**BRIEF**: Only a number is expected: how many lines in the data below contain the word "Debug".
*** RECORDS FOR THE EXERCISE Section Begins ***
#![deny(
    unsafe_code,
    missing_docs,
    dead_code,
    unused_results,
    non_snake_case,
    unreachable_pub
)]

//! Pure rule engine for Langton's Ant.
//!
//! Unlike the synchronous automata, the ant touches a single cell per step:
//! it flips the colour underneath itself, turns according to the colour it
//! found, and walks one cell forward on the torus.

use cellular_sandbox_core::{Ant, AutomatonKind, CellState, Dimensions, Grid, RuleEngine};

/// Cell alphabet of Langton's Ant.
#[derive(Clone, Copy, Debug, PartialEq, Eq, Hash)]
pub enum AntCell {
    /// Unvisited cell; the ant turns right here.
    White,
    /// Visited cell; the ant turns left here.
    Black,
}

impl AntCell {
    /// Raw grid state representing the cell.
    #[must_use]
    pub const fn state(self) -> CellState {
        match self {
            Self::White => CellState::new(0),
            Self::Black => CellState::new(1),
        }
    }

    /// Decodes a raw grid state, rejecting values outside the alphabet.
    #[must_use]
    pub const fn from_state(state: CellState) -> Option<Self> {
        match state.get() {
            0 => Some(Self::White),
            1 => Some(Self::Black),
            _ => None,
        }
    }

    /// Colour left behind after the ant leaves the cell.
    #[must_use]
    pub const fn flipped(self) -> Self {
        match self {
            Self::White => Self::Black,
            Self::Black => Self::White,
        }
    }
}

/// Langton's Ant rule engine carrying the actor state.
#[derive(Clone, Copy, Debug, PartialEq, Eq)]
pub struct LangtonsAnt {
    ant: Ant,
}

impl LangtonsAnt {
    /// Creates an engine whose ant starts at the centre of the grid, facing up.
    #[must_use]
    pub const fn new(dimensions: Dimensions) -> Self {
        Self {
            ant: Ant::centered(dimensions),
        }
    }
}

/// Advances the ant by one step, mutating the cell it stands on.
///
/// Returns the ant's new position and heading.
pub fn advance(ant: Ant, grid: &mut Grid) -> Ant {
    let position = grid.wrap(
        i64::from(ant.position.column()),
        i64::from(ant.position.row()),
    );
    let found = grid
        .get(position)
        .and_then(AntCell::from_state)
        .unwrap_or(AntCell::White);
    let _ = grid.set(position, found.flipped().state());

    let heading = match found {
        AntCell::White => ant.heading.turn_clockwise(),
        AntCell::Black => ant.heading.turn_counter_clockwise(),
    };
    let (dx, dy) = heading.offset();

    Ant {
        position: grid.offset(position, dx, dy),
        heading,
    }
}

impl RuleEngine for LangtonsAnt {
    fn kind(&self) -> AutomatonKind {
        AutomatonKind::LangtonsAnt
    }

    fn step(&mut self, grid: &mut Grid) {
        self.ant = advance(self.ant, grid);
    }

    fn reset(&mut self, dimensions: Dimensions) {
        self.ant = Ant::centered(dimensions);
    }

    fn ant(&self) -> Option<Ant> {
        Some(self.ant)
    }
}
*** RECORDS FOR THE EXERCISE Section Ends ***
**EXPECTED ANSWER**: 2